Saved data entries:
======

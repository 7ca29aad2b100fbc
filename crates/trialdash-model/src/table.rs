//! Finished, display-ready report tables.
//!
//! A [`ReportTable`] is what a table builder hands to the presentation and
//! export boundary: labelled columns, optionally grouped under a second
//! header level, and rows of typed cells.

use std::fmt;

use chrono::NaiveDate;
use serde::{Deserialize, Serialize};

use crate::error::{ModelError, Result};

/// Header shown when a table has nothing to report.
pub const NO_DATA_MESSAGE: &str = "No data for this table";

/// Column header with an optional group label above it.
#[derive(Debug, Clone, PartialEq, Eq, Serialize, Deserialize)]
pub struct ColumnSpec {
    pub group: Option<String>,
    pub label: String,
}

impl ColumnSpec {
    pub fn new(label: impl Into<String>) -> Self {
        Self {
            group: None,
            label: label.into(),
        }
    }

    pub fn grouped(group: impl Into<String>, label: impl Into<String>) -> Self {
        Self {
            group: Some(group.into()),
            label: label.into(),
        }
    }

    /// Stable identifier, `group / label` for grouped columns.
    pub fn id(&self) -> String {
        match &self.group {
            Some(group) if !group.is_empty() => format!("{group} / {}", self.label),
            _ => self.label.clone(),
        }
    }
}

#[derive(Debug, Clone, PartialEq, Serialize, Deserialize)]
#[serde(untagged)]
pub enum Cell {
    Int(i64),
    Float(f64),
    Date(NaiveDate),
    Text(String),
    Empty,
}

impl Cell {
    pub fn text(value: impl Into<String>) -> Self {
        Cell::Text(value.into())
    }

    pub fn opt_text(value: Option<impl Into<String>>) -> Self {
        value.map_or(Cell::Empty, |v| Cell::Text(v.into()))
    }

    pub fn opt_date(value: Option<NaiveDate>) -> Self {
        value.map_or(Cell::Empty, Cell::Date)
    }

    pub fn as_i64(&self) -> Option<i64> {
        match self {
            Cell::Int(v) => Some(*v),
            _ => None,
        }
    }

    pub fn as_f64(&self) -> Option<f64> {
        match self {
            Cell::Int(v) => Some(*v as f64),
            Cell::Float(v) => Some(*v),
            _ => None,
        }
    }

    pub fn as_str(&self) -> Option<&str> {
        match self {
            Cell::Text(v) => Some(v.as_str()),
            _ => None,
        }
    }

    pub fn is_numeric(&self) -> bool {
        matches!(self, Cell::Int(_) | Cell::Float(_))
    }
}

impl From<i64> for Cell {
    fn from(value: i64) -> Self {
        Cell::Int(value)
    }
}

impl From<usize> for Cell {
    fn from(value: usize) -> Self {
        Cell::Int(i64::try_from(value).unwrap_or(i64::MAX))
    }
}

impl From<&str> for Cell {
    fn from(value: &str) -> Self {
        Cell::Text(value.to_string())
    }
}

impl From<String> for Cell {
    fn from(value: String) -> Self {
        Cell::Text(value)
    }
}

impl fmt::Display for Cell {
    fn fmt(&self, f: &mut fmt::Formatter<'_>) -> fmt::Result {
        match self {
            Cell::Int(v) => write!(f, "{v}"),
            Cell::Float(v) => f.write_str(&trialdash_common::format_numeric(*v)),
            Cell::Date(v) => write!(f, "{}", v.format("%m/%d/%Y")),
            Cell::Text(v) => f.write_str(v),
            Cell::Empty => Ok(()),
        }
    }
}

/// A rectangular, display-ready table.
#[derive(Debug, Clone, PartialEq, Serialize, Deserialize)]
pub struct ReportTable {
    pub title: String,
    pub columns: Vec<ColumnSpec>,
    pub rows: Vec<Vec<Cell>>,
}

impl ReportTable {
    pub fn new(title: impl Into<String>, columns: Vec<ColumnSpec>) -> Self {
        Self {
            title: title.into(),
            columns,
            rows: Vec::new(),
        }
    }

    /// Single-column, zero-row table whose only header is `message`.
    pub fn placeholder(title: impl Into<String>, message: impl Into<String>) -> Self {
        Self::new(title, vec![ColumnSpec::new(message)])
    }

    pub fn no_data(title: impl Into<String>) -> Self {
        Self::placeholder(title, NO_DATA_MESSAGE)
    }

    pub fn is_placeholder(&self) -> bool {
        self.rows.is_empty() && self.columns.len() == 1
    }

    pub fn push_row(&mut self, row: Vec<Cell>) -> Result<()> {
        if row.len() != self.columns.len() {
            return Err(ModelError::RowWidth {
                table: self.title.clone(),
                expected: self.columns.len(),
                actual: row.len(),
            });
        }
        self.rows.push(row);
        Ok(())
    }

    pub fn has_groups(&self) -> bool {
        self.columns.iter().any(|column| column.group.is_some())
    }

    /// Index of the first column with this label.
    pub fn column_index(&self, label: &str) -> Option<usize> {
        self.columns.iter().position(|column| column.label == label)
    }

    /// Index of the column with this group and label.
    pub fn grouped_column_index(&self, group: &str, label: &str) -> Option<usize> {
        self.columns
            .iter()
            .position(|column| column.group.as_deref() == Some(group) && column.label == label)
    }

    /// Row whose first cell is the given text.
    pub fn row_by_label(&self, label: &str) -> Option<&[Cell]> {
        self.rows
            .iter()
            .find(|row| row.first().and_then(Cell::as_str) == Some(label))
            .map(Vec::as_slice)
    }

    pub fn cell(&self, row_label: &str, column_label: &str) -> Option<&Cell> {
        let idx = self.column_index(column_label)?;
        self.row_by_label(row_label).and_then(|row| row.get(idx))
    }
}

======

## Exercise objective
Output all of the records exactly, with nothing omitted.

## Answer box
repository 7ca29aad2b100fbc
filename crates/trialdash-model/src/table.rs
//! Finished, display-ready report tables.
//!
//! A [`ReportTable`] is what a table builder hands to the presentation and
//! export boundary: labelled columns, optionally grouped under a second
//! header level, and rows of typed cells.

use std::fmt;

use chrono::NaiveDate;
use serde::{Deserialize, Serialize};

use crate::error::{ModelError, Result};

/// Header shown when a table has nothing to report.
pub const NO_DATA_MESSAGE: &str = "No data for this table";

/// Column header with an optional group label above it.
#[derive(Debug, Clone, PartialEq, Eq, Serialize, Deserialize)]
pub struct ColumnSpec {
    pub group: Option<String>,
    pub label: String,
}

impl ColumnSpec {
    pub fn new(label: impl Into<String>) -> Self {
        Self {
            group: None,
            label: label.into(),
        }
    }

    pub fn grouped(group: impl Into<String>, label: impl Into<String>) -> Self {
        Self {
            group: Some(group.into()),
            label: label.into(),
        }
    }

    /// Stable identifier, `group / label` for grouped columns.
    pub fn id(&self) -> String {
        match &self.group {
            Some(group) if !group.is_empty() => format!("{group} / {}", self.label),
            _ => self.label.clone(),
        }
    }
}

#[derive(Debug, Clone, PartialEq, Serialize, Deserialize)]
#[serde(untagged)]
pub enum Cell {
    Int(i64),
    Float(f64),
    Date(NaiveDate),
    Text(String),
    Empty,
}

impl Cell {
    pub fn text(value: impl Into<String>) -> Self {
        Cell::Text(value.into())
    }

    pub fn opt_text(value: Option<impl Into<String>>) -> Self {
        value.map_or(Cell::Empty, |v| Cell::Text(v.into()))
    }

    pub fn opt_date(value: Option<NaiveDate>) -> Self {
        value.map_or(Cell::Empty, Cell::Date)
    }

    pub fn as_i64(&self) -> Option<i64> {
        match self {
            Cell::Int(v) => Some(*v),
            _ => None,
        }
    }

    pub fn as_f64(&self) -> Option<f64> {
        match self {
            Cell::Int(v) => Some(*v as f64),
            Cell::Float(v) => Some(*v),
            _ => None,
        }
    }

    pub fn as_str(&self) -> Option<&str> {
        match self {
            Cell::Text(v) => Some(v.as_str()),
            _ => None,
        }
    }

    pub fn is_numeric(&self) -> bool {
        matches!(self, Cell::Int(_) | Cell::Float(_))
    }
}

impl From<i64> for Cell {
    fn from(value: i64) -> Self {
        Cell::Int(value)
    }
}

impl From<usize> for Cell {
    fn from(value: usize) -> Self {
        Cell::Int(i64::try_from(value).unwrap_or(i64::MAX))
    }
}

impl From<&str> for Cell {
    fn from(value: &str) -> Self {
        Cell::Text(value.to_string())
    }
}

impl From<String> for Cell {
    fn from(value: String) -> Self {
        Cell::Text(value)
    }
}

impl fmt::Display for Cell {
    fn fmt(&self, f: &mut fmt::Formatter<'_>) -> fmt::Result {
        match self {
            Cell::Int(v) => write!(f, "{v}"),
            Cell::Float(v) => f.write_str(&trialdash_common::format_numeric(*v)),
            Cell::Date(v) => write!(f, "{}", v.format("%m/%d/%Y")),
            Cell::Text(v) => f.write_str(v),
            Cell::Empty => Ok(()),
        }
    }
}

/// A rectangular, display-ready table.
#[derive(Debug, Clone, PartialEq, Serialize, Deserialize)]
pub struct ReportTable {
    pub title: String,
    pub columns: Vec<ColumnSpec>,
    pub rows: Vec<Vec<Cell>>,
}

impl ReportTable {
    pub fn new(title: impl Into<String>, columns: Vec<ColumnSpec>) -> Self {
        Self {
            title: title.into(),
            columns,
            rows: Vec::new(),
        }
    }

    /// Single-column, zero-row table whose only header is `message`.
    pub fn placeholder(title: impl Into<String>, message: impl Into<String>) -> Self {
        Self::new(title, vec![ColumnSpec::new(message)])
    }

    pub fn no_data(title: impl Into<String>) -> Self {
        Self::placeholder(title, NO_DATA_MESSAGE)
    }

    pub fn is_placeholder(&self) -> bool {
        self.rows.is_empty() && self.columns.len() == 1
    }

    pub fn push_row(&mut self, row: Vec<Cell>) -> Result<()> {
        if row.len() != self.columns.len() {
            return Err(ModelError::RowWidth {
                table: self.title.clone(),
                expected: self.columns.len(),
                actual: row.len(),
            });
        }
        self.rows.push(row);
        Ok(())
    }

    pub fn has_groups(&self) -> bool {
        self.columns.iter().any(|column| column.group.is_some())
    }

    /// Index of the first column with this label.
    pub fn column_index(&self, label: &str) -> Option<usize> {
        self.columns.iter().position(|column| column.label == label)
    }

    /// Index of the column with this group and label.
    pub fn grouped_column_index(&self, group: &str, label: &str) -> Option<usize> {
        self.columns
            .iter()
            .position(|column| column.group.as_deref() == Some(group) && column.label == label)
    }

    /// Row whose first cell is the given text.
    pub fn row_by_label(&self, label: &str) -> Option<&[Cell]> {
        self.rows
            .iter()
            .find(|row| row.first().and_then(Cell::as_str) == Some(label))
            .map(Vec::as_slice)
    }

    pub fn cell(&self, row_label: &str, column_label: &str) -> Option<&Cell> {
        let idx = self.column_index(column_label)?;
        self.row_by_label(row_label).and_then(|row| row.get(idx))
    }
}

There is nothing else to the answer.